[Start of Attachment]
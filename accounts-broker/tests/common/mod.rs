//! Common test utilities for broker integration tests

#![allow(dead_code)]

use std::sync::atomic::{AtomicBool, Ordering};
use std::sync::{Arc, RwLock};

use accounts_broker::{routes, AppState, Config, InMemoryAccountStore, Notifier};
use accounts_core::SigningKey;
use axum_test::TestServer;
use serde_json::json;

/// A captured outbound message
#[derive(Debug, Clone)]
pub struct SentMessage {
    pub to: String,
    pub from: String,
    pub subject: String,
    pub body: String,
}

impl SentMessage {
    /// Confirmation identifier embedded in the message link
    pub fn confirmation_id(&self) -> Option<String> {
        let start = self.body.find("?id=")? + 4;
        Some(self.body[start..].chars().take(36).collect())
    }
}

/// Mock notifier that captures messages, optionally failing every send
#[derive(Default, Clone)]
pub struct MockNotifier {
    pub sent: Arc<RwLock<Vec<SentMessage>>>,
    pub failing: Arc<AtomicBool>,
}

impl MockNotifier {
    pub fn new() -> Self {
        Self::default()
    }

    pub fn set_failing(&self, failing: bool) {
        self.failing.store(failing, Ordering::SeqCst);
    }

    pub fn count(&self) -> usize {
        self.sent.read().unwrap().len()
    }

    /// Last message sent to an address
    pub fn last_to(&self, email: &str) -> Option<SentMessage> {
        self.sent
            .read()
            .unwrap()
            .iter()
            .rev()
            .find(|m| m.to == email)
            .cloned()
    }

    /// Confirmation identifier of the last message sent to an address
    pub fn get_code(&self, email: &str) -> Option<String> {
        self.last_to(email)?.confirmation_id()
    }
}

impl Notifier for MockNotifier {
    fn send(&self, to: &str, from: &str, subject: &str, body: &str) -> Result<(), String> {
        if self.failing.load(Ordering::SeqCst) {
            return Err("mail relay unreachable".to_string());
        }
        self.sent.write().unwrap().push(SentMessage {
            to: to.to_string(),
            from: from.to_string(),
            subject: subject.to_string(),
            body: body.to_string(),
        });
        Ok(())
    }

    fn sender_alias(&self) -> &str {
        "Pruebas <no-reply@example.com>"
    }
}

pub type TestState = AppState<InMemoryAccountStore, MockNotifier>;

/// Build application state over the in-memory store
pub fn create_state(config: &Config) -> (Arc<TestState>, MockNotifier) {
    let notifier = MockNotifier::new();
    let state = AppState::new(
        config,
        SigningKey::generate(),
        InMemoryAccountStore::new(),
        notifier.clone(),
    )
    .expect("Failed to build state");
    (Arc::new(state), notifier)
}

/// Create a test server with a mock notifier and default configuration
pub fn create_test_server() -> (TestServer, MockNotifier) {
    create_test_server_with(Config::default())
}

pub fn create_test_server_with(config: Config) -> (TestServer, MockNotifier) {
    let (state, notifier) = create_state(&config);
    let app = routes::create_router(state);
    let server = TestServer::new(app).expect("Failed to create test server");
    (server, notifier)
}

/// Register an account and redeem its confirmation link
pub async fn create_account(
    server: &TestServer,
    notifier: &MockNotifier,
    email: &str,
    password: &str,
) {
    let response = server
        .post("/api/register")
        .json(&json!({
            "email": email,
            "name": "Ana",
            "surname": "Lu",
            "pass": password,
        }))
        .await;
    assert_eq!(response.status_code(), 200);

    let code = notifier
        .get_code(email)
        .expect("No confirmation code sent");

    let response = server
        .post("/api/confirm_account")
        .json(&json!({ "id": code }))
        .await;
    assert_eq!(response.status_code(), 200);
}

/// Log in and return the session cookie value
pub async fn login(server: &TestServer, email: &str, password: &str) -> String {
    let response = server
        .post("/api/login")
        .json(&json!({ "email": email, "pass": password }))
        .await;
    assert_eq!(response.status_code(), 200);

    response
        .maybe_cookie("token")
        .expect("No token cookie")
        .value()
        .to_string()
}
[End of Attachment]
ASSIGNMENT
Report each line of the data in which "password" occurs.

ANSWER TO THE PROBLEM
    password: &str,
            "pass": password,
pub async fn login(server: &TestServer, email: &str, password: &str) -> String {
        .json(&json!({ "email": email, "pass": password }))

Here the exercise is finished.